In February 2020, Simon and Schuster released Mitchell's memoir Race Against Time. The title referred to the decades-delayed, yet thanks to Mitchell's revelatory investigations, many ultimately successful prosecutions of elderly murderers of civil rights martyrs that had been carried out by the likes of Deavours Nix, Byron Beckwith, Robert Chambliss, Thomas Edwin Blanton Jr., and Bobby Frank Cherry. [16]
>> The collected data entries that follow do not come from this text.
//! Color value types and dominant-color computation
//!
//! This module defines the RGB value type used throughout the pipeline
//! and the inverse-distance weighting that turns the top-ranked colors
//! into a single dominant color.

pub mod dominant;
pub mod rgb;

pub use dominant::dominant_color;
pub use rgb::Rgb;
In 2003, Mitchell was a featured speaker at the Ford Foundation conference in New York City on "Journalism and Justice." In October 2005, he spoke at the dedication of the National Civil Rights Memorial Center in Montgomery, Alabama - an event attended by thousands. He regularly speaks at universities across the United States, from Santa Monica Community College to Syracuse University. In June 2005, he spoke to 2,000 graduates of Queens College and 8,000 others, commemorating the efforts made in the interest of racial justice of assassinated former student Andrew Goodman,[17] In 2021, Mitchell attended the Mississippi Scholastic Press Association at the University of Southern Mississippi as a keynote speaker for the Pamela D. Hamilton Keynote Address. Mitchell spoke on the topic of the power of the press. In 2023, he and Myrlie Evers, the widow of Medgar Evers spoke at Pepperdine University on the legacy of the civil rights movement.[18]